¹ Department of Mechanical Engineering, Faculty of Engineering, Khairun University, Indonesia.
² Department of Industrial Engineering, Faculty of Engineering, Khairun University, Indonesia.
³ Department of Mechanical Engineering, Faculty of Engineering, Khairun University, Indonesia.
⁴ Department of Mechanical Engineering, Faculty of Engineering, Khairun University, Indonesia.
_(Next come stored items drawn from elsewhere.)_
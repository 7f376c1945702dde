//! Keyed BLAKE2s-256 MAC used for cookies and handshake tags.

use blake2::Blake2sMac256;
use blake2::digest::Mac;

use crate::core::{CryptoError, MAC_SIZE};

/// Compute `BLAKE2s-256(key; parts[0] || parts[1] || ...)`.
pub fn keyed_mac(key: &[u8], parts: &[&[u8]]) -> Result<[u8; MAC_SIZE], CryptoError> {
    let mut mac =
        <Blake2sMac256 as Mac>::new_from_slice(key).map_err(|_| CryptoError::InvalidKeyLength)?;
    for part in parts {
        Mac::update(&mut mac, part);
    }
    let mut out = [0u8; MAC_SIZE];
    out.copy_from_slice(&mac.finalize().into_bytes());
    Ok(out)
}

/// Verify a tag in constant time.
pub fn verify_mac(key: &[u8], parts: &[&[u8]], tag: &[u8]) -> bool {
    let Ok(mut mac) = <Blake2sMac256 as Mac>::new_from_slice(key) else {
        return false;
    };
    for part in parts {
        Mac::update(&mut mac, part);
    }
    mac.verify_slice(tag).is_ok()
}

#[cfg(test)]
mod tests {
    use super::*;

    #[test]
    fn test_mac_deterministic() {
        let key = [7u8; 32];
        let a = keyed_mac(&key, &[b"hello", b"world"]).unwrap();
        let b = keyed_mac(&key, &[b"helloworld"]).unwrap();
        assert_eq!(a, b);
        assert!(verify_mac(&key, &[b"hello", b"world"], &a));
    }

    #[test]
    fn test_mac_depends_on_key() {
        let a = keyed_mac(&[1u8; 32], &[b"data"]).unwrap();
        let b = keyed_mac(&[2u8; 32], &[b"data"]).unwrap();
        assert_ne!(a, b);
        assert!(!verify_mac(&[2u8; 32], &[b"data"], &a));
    }

    #[test]
    fn test_mac_rejects_oversized_key() {
        assert_eq!(
            keyed_mac(&[0u8; 33], &[b"x"]),
            Err(CryptoError::InvalidKeyLength)
        );
        assert!(!verify_mac(&[0u8; 33], &[b"x"], &[0u8; 32]));
    }

    #[test]
    fn test_mac_rejects_truncated_tag() {
        let key = [3u8; 32];
        let tag = keyed_mac(&key, &[b"payload"]).unwrap();
        assert!(!verify_mac(&key, &[b"payload"], &tag[..16]));
    }
}
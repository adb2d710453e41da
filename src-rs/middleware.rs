use std::net::SocketAddr;

use axum::{
    body::Body,
    extract::connect_info::ConnectInfo,
    extract::State,
    http::{header::AUTHORIZATION, HeaderMap, Request, StatusCode},
    middleware::Next,
    response::{IntoResponse, Response},
    Json,
};
use chrono::Utc;
use serde_json::json;

use crate::{
    models::User,
    rate_limit::InMemoryRateLimiter,
    state::AppState,
    subscription::{is_entitled, Customer},
};

#[derive(Debug, Clone)]
pub struct AuthenticatedUser {
    pub user: User,
}

pub async fn require_auth(
    State(state): State<AppState>,
    mut request: Request<Body>,
    next: Next,
) -> Response {
    let auth_header = match request
        .headers()
        .get(AUTHORIZATION)
        .and_then(|value| value.to_str().ok())
    {
        Some(value) => value,
        None => return (StatusCode::UNAUTHORIZED, "Unauthorized").into_response(),
    };

    let user_id = match state.auth.verify_bearer_token(auth_header) {
        Ok(user_id) => user_id,
        Err(error) => {
            tracing::warn!(error = %error, "authorization failed");
            return (StatusCode::UNAUTHORIZED, "Unauthorized").into_response();
        }
    };

    let user = match state.store.get_user(user_id).await {
        Ok(Some(user)) if user.is_active => user,
        Ok(_) => {
            tracing::warn!(user_id = %user_id, "session for missing or inactive user");
            return (StatusCode::UNAUTHORIZED, "Unauthorized").into_response();
        }
        Err(error) => {
            tracing::error!(error = %error, "failed to load session user");
            return (StatusCode::INTERNAL_SERVER_ERROR, "Internal Server Error").into_response();
        }
    };

    request.extensions_mut().insert(AuthenticatedUser { user });

    next.run(request).await
}

/// Must run after `require_auth`.
pub async fn require_staff(request: Request<Body>, next: Next) -> Response {
    let is_staff = request
        .extensions()
        .get::<AuthenticatedUser>()
        .map_or(false, |auth| auth.user.is_staff);

    if !is_staff {
        return (StatusCode::FORBIDDEN, "Forbidden").into_response();
    }

    next.run(request).await
}

/// Subscribed or trialing users only. Must run after `require_auth`.
pub async fn require_entitlement(
    State(state): State<AppState>,
    request: Request<Body>,
    next: Next,
) -> Response {
    entitlement_gate(state, request, next, true).await
}

/// Paying users only; a trial is not enough.
pub async fn require_paid_subscription(
    State(state): State<AppState>,
    request: Request<Body>,
    next: Next,
) -> Response {
    entitlement_gate(state, request, next, false).await
}

async fn entitlement_gate(
    state: AppState,
    request: Request<Body>,
    next: Next,
    include_trial: bool,
) -> Response {
    let user = match request.extensions().get::<AuthenticatedUser>() {
        Some(auth) => auth.user.clone(),
        None => return (StatusCode::UNAUTHORIZED, "Unauthorized").into_response(),
    };

    let info = match state.store.get_info_for_user(user.id).await {
        Ok(info) => info,
        Err(error) => {
            tracing::error!(error = %error, user_id = %user.id, "failed to load billing record");
            return (StatusCode::INTERNAL_SERVER_ERROR, "Internal Server Error").into_response();
        }
    };

    let customer = Customer::of(&user, info.as_ref(), state.policy, Utc::now());
    if !is_entitled(&customer, include_trial) {
        tracing::debug!(
            customer = %customer,
            state = customer.state().as_str(),
            include_trial,
            "entitlement denied"
        );
        return (
            StatusCode::PAYMENT_REQUIRED,
            Json(json!({
                "error": "An active subscription is required.",
                "upgradeUrl": state.config.saas.upgrade_url,
            })),
        )
            .into_response();
    }

    next.run(request).await
}

pub async fn auth_rate_limit(
    State(state): State<AppState>,
    request: Request<Body>,
    next: Next,
) -> Response {
    if let Some(response) = limit(&state, &state.auth_limiter, &request) {
        return response;
    }
    next.run(request).await
}

pub async fn api_rate_limit(
    State(state): State<AppState>,
    request: Request<Body>,
    next: Next,
) -> Response {
    if let Some(response) = limit(&state, &state.api_limiter, &request) {
        return response;
    }
    next.run(request).await
}

fn limit(
    state: &AppState,
    limiter: &InMemoryRateLimiter,
    request: &Request<Body>,
) -> Option<Response> {
    let socket_addr = request
        .extensions()
        .get::<SocketAddr>()
        .copied()
        .or_else(|| {
            request
                .extensions()
                .get::<ConnectInfo<SocketAddr>>()
                .map(|value| value.0)
        });
    let key = client_identity(request.headers(), socket_addr, state.config.trust_proxy);

    if limiter.check_and_count(&key) {
        return None;
    }

    tracing::warn!(client = %key, path = %request.uri().path(), "rate limit exceeded");
    Some(
        (
            StatusCode::TOO_MANY_REQUESTS,
            format!(
                "Too many requests from this IP, please try again after {} minutes",
                limiter.window().as_secs() / 60
            ),
        )
            .into_response(),
    )
}

pub fn client_identity(
    headers: &HeaderMap,
    socket_addr: Option<SocketAddr>,
    trust_proxy: bool,
) -> String {
    if trust_proxy {
        if let Some(value) = headers
            .get("x-forwarded-for")
            .and_then(|value| value.to_str().ok())
        {
            if let Some(first) = value.split(',').next() {
                let candidate = first.trim();
                if !candidate.is_empty() {
                    return candidate.to_string();
                }
            }
        }

        if let Some(value) = headers
            .get("x-real-ip")
            .and_then(|value| value.to_str().ok())
        {
            let candidate = value.trim();
            if !candidate.is_empty() {
                return candidate.to_string();
            }
        }
    }

    socket_addr
        .map(|address| address.ip().to_string())
        .unwrap_or_else(|| "unknown".to_string())
}
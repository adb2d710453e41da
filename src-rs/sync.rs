use anyhow::Context;
use chrono::{DateTime, Utc};

use crate::{
    config::SaasSettings,
    models::{StripeInfo, User},
    store::BillingStore,
    stripe_api::{StripeApi, StripeCustomer, StripeSubscription},
};

#[derive(Debug, Clone, Copy, PartialEq, Eq)]
pub enum SyncOutcome {
    Updated,
    Created,
    Removed,
    Stale,
    UnknownCustomer,
}

#[derive(Debug, Clone, Copy, PartialEq, Eq)]
pub enum RefreshOutcome {
    Refreshed,
    Unchanged,
    Removed,
    Provisioned,
    NoCustomer,
}

/// Copies a live subscription onto the record. Any other status ends access.
pub fn mirror_subscription(info: &mut StripeInfo, subscription: &StripeSubscription) {
    if subscription.is_live() {
        info.set_subscription(
            subscription.id.clone(),
            subscription.current_period_end,
            subscription.plan_id(),
        );
        return;
    }

    tracing::info!(
        customer_id = %info.customer_id,
        subscription_id = %subscription.id,
        status = subscription.status.as_deref().unwrap_or("unknown"),
        "subscription no longer grants access"
    );
    if !subscription.never_paid() {
        info.previously_subscribed = true;
    }
    let is_current = info
        .subscription_id
        .as_deref()
        .map_or(true, |current| current == subscription.id);
    if is_current {
        info.clear_subscription();
    }
}

/// Mirrors the customer's first subscription onto the cached record.
fn apply_customer_subscription(info: &mut StripeInfo, subscription: Option<&StripeSubscription>) {
    info.previously_subscribed = info.previously_subscribed || info.subscription_id.is_some();
    match subscription {
        Some(subscription) => mirror_subscription(info, subscription),
        None => info.clear_subscription(),
    }
}

/// Reconciles a customer object (from `customer.*` webhooks) with local state.
///
/// Records are matched by customer id first, then by the customer's email,
/// which is how customers created by hosted checkout get linked to users.
pub async fn sync_with_customer(
    store: &dyn BillingStore,
    customer: &StripeCustomer,
    event_at: Option<DateTime<Utc>>,
) -> anyhow::Result<SyncOutcome> {
    let subscription = customer.first_subscription();

    if let Some(mut info) = store
        .get_info_by_customer(&customer.id)
        .await
        .context("failed to load customer record")?
    {
        if !info.accepts_event_at(event_at) {
            return Ok(SyncOutcome::Stale);
        }
        if customer.deleted {
            store.delete_info(info.id).await?;
            return Ok(SyncOutcome::Removed);
        }
        apply_customer_subscription(&mut info, subscription);
        info.mark_event_applied(event_at);
        store.save_info(info).await?;
        return Ok(SyncOutcome::Updated);
    }

    if customer.deleted {
        return Ok(SyncOutcome::UnknownCustomer);
    }

    let email = match customer.email.as_deref().filter(|email| !email.trim().is_empty()) {
        Some(email) => email,
        None => {
            tracing::warn!(customer_id = %customer.id, "customer has no email; cannot link to a user");
            return Ok(SyncOutcome::UnknownCustomer);
        }
    };

    let user = match store.find_user_by_email(email).await? {
        Some(user) => user,
        None => {
            tracing::warn!(customer_id = %customer.id, "no user registered for customer email");
            return Ok(SyncOutcome::UnknownCustomer);
        }
    };

    match store.get_info_for_user(user.id).await? {
        Some(mut info) => {
            if !info.accepts_event_at(event_at) {
                return Ok(SyncOutcome::Stale);
            }
            tracing::info!(
                user_id = %user.id,
                old_customer_id = %info.customer_id,
                customer_id = %customer.id,
                "replacing customer id for user"
            );
            info.customer_id = customer.id.clone();
            apply_customer_subscription(&mut info, subscription);
            info.mark_event_applied(event_at);
            store.save_info(info).await?;
            Ok(SyncOutcome::Updated)
        }
        None => {
            let mut info = StripeInfo::new(user.id, customer.id.clone());
            if let Some(subscription) = subscription {
                mirror_subscription(&mut info, subscription);
            }
            info.mark_event_applied(event_at);
            store.save_info(info).await?;
            Ok(SyncOutcome::Created)
        }
    }
}

/// Returns whether anything changed. Without a live subscription nothing is touched.
pub fn apply_login_refresh(info: &mut StripeInfo, customer: &StripeCustomer) -> bool {
    let subscription = match customer.first_subscription() {
        Some(subscription) => subscription,
        None => return false,
    };

    let replaced = info
        .subscription_id
        .as_deref()
        .map_or(false, |current| current != subscription.id);
    info.previously_subscribed = info.previously_subscribed || replaced;
    mirror_subscription(info, subscription);
    true
}

/// Pulls the live customer on login so missed webhooks cannot leave a user locked out.
pub async fn refresh_on_login(
    store: &dyn BillingStore,
    stripe: &StripeApi,
    settings: &SaasSettings,
    user: &User,
) -> anyhow::Result<RefreshOutcome> {
    let mut info = match store.get_info_for_user(user.id).await? {
        Some(info) => info,
        None => {
            return match provision_customer(store, stripe, settings, user).await? {
                Some(_) => Ok(RefreshOutcome::Provisioned),
                None => Ok(RefreshOutcome::NoCustomer),
            }
        }
    };

    let customer = match stripe.retrieve_customer(&info.customer_id).await {
        Ok(customer) => customer,
        Err(error) => {
            tracing::warn!(error = %error, customer_id = %info.customer_id, "could not refresh customer on login");
            return Ok(RefreshOutcome::Unchanged);
        }
    };

    if customer.deleted {
        tracing::info!(customer_id = %info.customer_id, "customer deleted upstream; removing local record");
        store.delete_info(info.id).await?;
        return Ok(RefreshOutcome::Removed);
    }

    if apply_login_refresh(&mut info, &customer) {
        store.save_info(info).await?;
        Ok(RefreshOutcome::Refreshed)
    } else {
        Ok(RefreshOutcome::Unchanged)
    }
}

/// Creates (or in debug mode, re-adopts) the processor customer for a new user.
/// Hosted checkout creates customers itself, so nothing happens in that mode.
pub async fn provision_customer(
    store: &dyn BillingStore,
    stripe: &StripeApi,
    settings: &SaasSettings,
    user: &User,
) -> anyhow::Result<Option<StripeInfo>> {
    if settings.use_checkout {
        return Ok(None);
    }

    let mut existing = None;
    if settings.debug {
        existing = stripe
            .list_customers_by_email(&user.email)
            .await
            .context("failed to look up existing customers")?
            .into_iter()
            .find(|customer| !customer.deleted);
    }

    let customer = match existing {
        Some(customer) => {
            tracing::info!(customer_id = %customer.id, user_id = %user.id, "reusing existing Stripe customer");
            customer
        }
        None => {
            let customer = stripe
                .create_customer(&user.email, &user.id.to_string())
                .await
                .context("failed to create Stripe customer")?;
            tracing::info!(customer_id = %customer.id, user_id = %user.id, "created Stripe customer");
            customer
        }
    };

    let mut info = StripeInfo::new(user.id, customer.id.clone());
    if let Some(subscription) = customer.first_subscription() {
        mirror_subscription(&mut info, subscription);
    }
    store.save_info(info.clone()).await?;
    Ok(Some(info))
}
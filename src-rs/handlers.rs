use axum::{
    extract::{Extension, Json, Path as AxumPath, State},
    http::{
        header::{REFERER, USER_AGENT},
        HeaderMap, StatusCode,
    },
    response::{IntoResponse, Response},
};
use bytes::Bytes;
use chrono::Utc;
use serde::Deserialize;
use serde_json::{json, Value};
use uuid::Uuid;

use crate::{
    auth::{decode_uid, encode_uid, hash_password, verify_password},
    format::format_stripe_amount,
    forms::RegistrationForm,
    middleware::AuthenticatedUser,
    models::{Acquisition, BillingEvent, StripeInfo, User},
    notifications::Notification,
    state::AppState,
    store::StoreError,
    stripe_api::{CheckoutCustomer, SignatureError, StripeEvent, StripeSource, StripeSubscription},
    subscription::Customer,
    sync::{mirror_subscription, provision_customer, refresh_on_login},
    webhook::WebhookOutcome,
};

#[derive(Debug, Deserialize)]
pub struct RegisterRequest {
    #[serde(flatten)]
    pub form: RegistrationForm,
    pub campaign: Option<String>,
    pub content: Option<String>,
}

#[derive(Debug, Deserialize)]
pub struct LoginRequest {
    #[serde(default)]
    pub email: String,
    #[serde(default)]
    pub password: String,
}

#[derive(Debug, Deserialize)]
pub struct SubscribeRequest {
    pub token: Option<String>,
    #[serde(rename = "planId")]
    pub plan_id: Option<String>,
}

#[derive(Debug, Deserialize)]
pub struct PaymentMethodRequest {
    pub token: Option<String>,
}

#[derive(Debug, Deserialize)]
pub struct ChangePlanRequest {
    #[serde(rename = "planId")]
    pub plan_id: Option<String>,
}

#[derive(Debug, Deserialize)]
pub struct CreateCheckoutRequest {
    #[serde(rename = "priceId")]
    pub price_id: Option<String>,
    #[serde(rename = "successUrl")]
    pub success_url: Option<String>,
    #[serde(rename = "cancelUrl")]
    pub cancel_url: Option<String>,
}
^* Corresponding author: sukimanb@unkhiar.ac.id

Abstract

Cases of death caused by cardiovascular disease are commonly coronary heart disease. The most well-known way to treat it is by installing a stent. Several studies related to the development of stents have been done. Continues in the materials used, one of which is the development of biodegradable materials so that the stent will dissolve in the body over time. In addition, when installed, the stent should be able to adjust its shape to the blood vessel and have a minimum tension so that it will not injure the vessel wall. This study investigated a bare metal stent with magnesium alloy AZ31 material using a strut mirror design (S><). The study used two stent conditions, namely crimped and expanded stent, to obtain changes in angle and maximum stress on the bending moment when simulated. The bending moment test simulates the finite element method (FEM) on Abaqus 6.14 software. The study results showed that to get the highest flexibility in crimped stent conditions, the best flexibility using von Mises stress in the safety limit is 0.011 N.mm bending moment and 50 μm thickness, with a curvature index of 0.0519 mm.